• [EXERCISE] Pull every line containing "serde" from the entries.

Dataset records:
******

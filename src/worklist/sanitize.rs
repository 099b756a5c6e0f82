//! Folder name sanitization for collection directories.

/// Characters that cannot appear in a path segment on common filesystems.
const ILLEGAL_CHARS: [char; 9] = ['\\', '/', ':', '*', '?', '"', '<', '>', '|'];

/// Turns an arbitrary title into a safe single path segment.
///
/// Illegal characters and control characters become spaces, whitespace runs
/// collapse to one space, and the result is trimmed. Empty results and the
/// `.`/`..` segments become `fallback`.
///
/// The function is idempotent: `sanitize_name(&sanitize_name(x, f), f) == sanitize_name(x, f)`
/// for any fallback that is itself already sanitized.
#[must_use]
pub fn sanitize_name(name: &str, fallback: &str) -> String {
    let replaced: String = name
        .chars()
        .map(|c| {
            if ILLEGAL_CHARS.contains(&c) || c.is_control() {
                ' '
            } else {
                c
            }
        })
        .collect();

    let collapsed = replaced.split_whitespace().collect::<Vec<_>>().join(" ");

    if collapsed.is_empty() || collapsed == "." || collapsed == ".." {
        fallback.to_string()
    } else {
        collapsed
    }
}
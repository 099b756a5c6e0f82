//! Application runtime composition modules.

pub(crate) mod config_runtime;
pub(crate) mod exit_handler;
pub(crate) mod progress_manager;
pub(crate) mod prompts;
pub(crate) mod runtime;
pub(crate) mod terminal;
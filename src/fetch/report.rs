//! Run-level aggregation of fetch outcomes.

use super::worker::{FetchOutcome, OutcomeStatus};

/// One failed item, as listed in the final summary.
#[derive(Debug, Clone, PartialEq, Eq)]
pub struct FailedItem {
    /// Work item index.
    pub index: usize,
    /// Work item reference.
    pub reference: String,
    /// Failure cause.
    pub detail: String,
}

/// Aggregate of every outcome in a run.
#[derive(Debug, Clone, Default, PartialEq, Eq)]
pub struct RunReport {
    total: usize,
    fetched: usize,
    already_satisfied: usize,
    failures: Vec<FailedItem>,
    not_dispatched: usize,
    interrupted: bool,
}

impl RunReport {
    /// Empty report for a worklist of `total` items.
    #[must_use]
    pub fn new(total: usize) -> Self {
        Self {
            total,
            ..Self::default()
        }
    }

    /// Number of items in the worklist.
    #[must_use]
    pub fn total(&self) -> usize {
        self.total
    }

    /// Items that ended successfully (fetched or already satisfied).
    #[must_use]
    pub fn success_count(&self) -> usize {
        self.fetched + self.already_satisfied
    }

    /// Items fetched during this run.
    #[must_use]
    pub fn fetched_count(&self) -> usize {
        self.fetched
    }

    /// Items skipped because the ledger already recorded them.
    #[must_use]
    pub fn already_satisfied_count(&self) -> usize {
        self.already_satisfied
    }

    /// Items that failed.
    #[must_use]
    pub fn failure_count(&self) -> usize {
        self.failures.len()
    }

    /// Failed items, sorted by index once the run is finished.
    #[must_use]
    pub fn failures(&self) -> &[FailedItem] {
        &self.failures
    }

    /// Items never dispatched because the run was interrupted.
    #[must_use]
    pub fn not_dispatched(&self) -> usize {
        self.not_dispatched
    }

    /// True if a user interrupt stopped the run early.
    #[must_use]
    pub fn was_interrupted(&self) -> bool {
        self.interrupted
    }

    /// Folds one outcome into the report.
    pub fn record(&mut self, outcome: &FetchOutcome) {
        match outcome.status {
            OutcomeStatus::Fetched => self.fetched += 1,
            OutcomeStatus::AlreadySatisfied => self.already_satisfied += 1,
            OutcomeStatus::Failed => self.failures.push(FailedItem {
                index: outcome.index,
                reference: outcome.reference.clone(),
                detail: outcome.detail.clone(),
            }),
        }
    }

    pub(crate) fn mark_interrupted(&mut self, not_dispatched: usize) {
        self.interrupted = true;
        self.not_dispatched += not_dispatched;
    }

    pub(crate) fn finalize(mut self) -> Self {
        self.failures.sort_by_key(|failure| failure.index);
        self
    }
}

#[cfg(test)]
mod tests {
    use super::*;
    use crate::worklist::WorkItem;

    #[test]
    fn test_report_counts_by_status() {
        let mut report = RunReport::new(4);
        report.record(&FetchOutcome::fetched(&WorkItem::new(1, "a")));
        report.record(&FetchOutcome::already_satisfied(&WorkItem::new(2, "b")));
        report.record(&FetchOutcome::failed(&WorkItem::new(3, "c"), "x"));
        report.record(&FetchOutcome::fetched(&WorkItem::new(4, "d")));

        assert_eq!(report.total(), 4);
        assert_eq!(report.success_count(), 3);
        assert_eq!(report.fetched_count(), 2);
        assert_eq!(report.already_satisfied_count(), 1);
        assert_eq!(report.failure_count(), 1);
        assert!(!report.was_interrupted());
    }

    #[test]
    fn test_finalize_sorts_failures_by_index() {
        let mut report = RunReport::new(3);
        report.record(&FetchOutcome::failed(&WorkItem::new(3, "c"), "late"));
        report.record(&FetchOutcome::failed(&WorkItem::new(1, "a"), "early"));
        report.record(&FetchOutcome::failed(&WorkItem::new(2, "b"), "mid"));

        let report = report.finalize();
        let indices: Vec<usize> = report.failures().iter().map(|f| f.index).collect();
        assert_eq!(indices, vec![1, 2, 3]);
        assert_eq!(report.failures()[0].detail, "early");
    }

    #[test]
    fn test_mark_interrupted_accumulates() {
        let mut report = RunReport::new(10);
        report.mark_interrupted(4);
        assert!(report.was_interrupted());
        assert_eq!(report.not_dispatched(), 4);
    }
}
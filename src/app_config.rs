//! Application configuration loading for CLI defaults.

use std::env;
use std::fs;
use std::path::{Path, PathBuf};

use anyhow::{Context, Result, bail};
use serde::Deserialize;

use playlist_dl_core::MergeFormat;

/// TOML-backed file configuration for run defaults.
///
/// Values here replace the built-in prompt defaults; command-line flags
/// still win over them.
#[derive(Debug, Clone, Default, PartialEq, Eq, Deserialize)]
#[serde(deny_unknown_fields)]
pub struct FileConfig {
    /// Default output root.
    pub output_dir: Option<PathBuf>,
    /// Default quality token (`1080p`, `max`, `custom:900`, ...).
    pub quality: Option<String>,
    /// Default parallel item fetches (1..=64).
    pub workers: Option<u8>,
    /// Default concurrent fragments per item (1..=64).
    pub fragments: Option<u8>,
    /// Default retry budget (0..=100).
    pub retries: Option<u8>,
    /// Default merge container, `mp4` or `mkv`.
    pub merge_format: Option<String>,
    /// Path to the yt-dlp executable.
    pub ytdlp_path: Option<PathBuf>,
    /// Default verbosity mode.
    pub verbosity: Option<VerbositySetting>,
}

impl FileConfig {
    /// Validates config values against runtime and CLI constraints.
    pub fn validate(&self) -> Result<()> {
        validate_range("workers", self.workers, 1, 64)?;
        validate_range("fragments", self.fragments, 1, 64)?;
        validate_range("retries", self.retries, 0, 100)?;

        if let Some(quality) = self.quality.as_deref()
            && quality.trim().is_empty()
        {
            bail!("Invalid config value for `quality`: must not be empty");
        }

        self.parsed_merge_format()?;
        Ok(())
    }

    /// Returns the configured merge container, if any.
    pub fn parsed_merge_format(&self) -> Result<Option<MergeFormat>> {
        let Some(raw) = self.merge_format.as_deref() else {
            return Ok(None);
        };
        raw.parse::<MergeFormat>()
            .map(Some)
            .map_err(|e| anyhow::anyhow!("Invalid config value for `merge_format`: {e}"))
    }
}

fn validate_range(field: &str, value: Option<u8>, min: u8, max: u8) -> Result<()> {
    let Some(value) = value else {
        return Ok(());
    };
    if !(min..=max).contains(&value) {
        bail!("Invalid config value for `{field}`: {value}. Expected range: {min}..={max}");
    }
    Ok(())
}

/// Supported config verbosity labels.
#[derive(Debug, Clone, Copy, PartialEq, Eq, Deserialize)]
#[serde(rename_all = "lowercase")]
pub enum VerbositySetting {
    Default,
    Verbose,
    Quiet,
    Debug,
}

/// Loaded config metadata.
#[derive(Debug, Clone, Default)]
pub struct LoadedConfig {
    /// Config path that was consulted, if one could be determined.
    pub path: Option<PathBuf>,
    /// Parsed file config when a config file exists and was valid.
    pub config: Option<FileConfig>,
}

impl LoadedConfig {
    /// The parsed config, or an empty one.
    #[must_use]
    pub fn file_config(&self) -> FileConfig {
        self.config.clone().unwrap_or_default()
    }
}

/// Resolves default config path.
///
/// Priority:
/// 1. `$XDG_CONFIG_HOME/playlist-dl/config.toml`
/// 2. `$HOME/.config/playlist-dl/config.toml`
#[must_use]
pub fn resolve_default_config_path() -> Option<PathBuf> {
    if let Some(xdg_config_home) = env_var_non_empty_os("XDG_CONFIG_HOME") {
        return Some(
            PathBuf::from(xdg_config_home)
                .join("playlist-dl")
                .join("config.toml"),
        );
    }

    let home = env_var_non_empty_os("HOME")?;
    Some(
        PathBuf::from(home)
            .join(".config")
            .join("playlist-dl")
            .join("config.toml"),
    )
}

fn env_var_non_empty_os(name: &str) -> Option<std::ffi::OsString> {
    let value = env::var_os(name)?;
    if value.is_empty() { None } else { Some(value) }
}

/// Loads the config file.
///
/// An explicit path must exist. The default path is optional: when it is
/// missing the run proceeds with built-in defaults.
pub fn load_config(explicit: Option<&Path>) -> Result<LoadedConfig> {
    if let Some(path) = explicit {
        if !path.is_file() {
            bail!("Config file not found: {}", path.display());
        }
        let config = load_file_config(path)?;
        return Ok(LoadedConfig {
            path: Some(path.to_path_buf()),
            config: Some(config),
        });
    }

    let path = resolve_default_config_path();
    let Some(path_ref) = path.as_deref() else {
        return Ok(LoadedConfig::default());
    };

    if !path_ref.exists() {
        return Ok(LoadedConfig { path, config: None });
    }

    let config = load_file_config(path_ref)?;
    Ok(LoadedConfig {
        path,
        config: Some(config),
    })
}

fn load_file_config(path: &Path) -> Result<FileConfig> {
    let raw = fs::read_to_string(path)
        .with_context(|| format!("Failed to read config file '{}'", path.display()))?;
    parse_config_str(&raw)
        .with_context(|| format!("Failed to parse config file '{}'", path.display()))
}

fn parse_config_str(raw: &str) -> Result<FileConfig> {
    let cfg: FileConfig = toml::from_str(raw)?;
    cfg.validate()?;
    Ok(cfg)
}
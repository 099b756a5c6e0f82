//! Exit code logic for the process.
//!
//! Single responsibility: map a finished run to the process exit outcome.

use playlist_dl_core::RunReport;

use crate::ProcessExit;

/// Determines the process exit outcome from a finished run.
///
/// Per-item failures do not fail the process; they are listed in the summary
/// and resolved by re-running. Only an interrupt changes the exit code.
pub(crate) fn determine_exit_outcome(report: &RunReport) -> ProcessExit {
    if report.was_interrupted() {
        ProcessExit::Interrupted
    } else {
        ProcessExit::Success
    }
}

******

• [ANSWER SPACE]
use serde::Deserialize;
#[serde(deny_unknown_fields)]
#[serde(rename_all = "lowercase")]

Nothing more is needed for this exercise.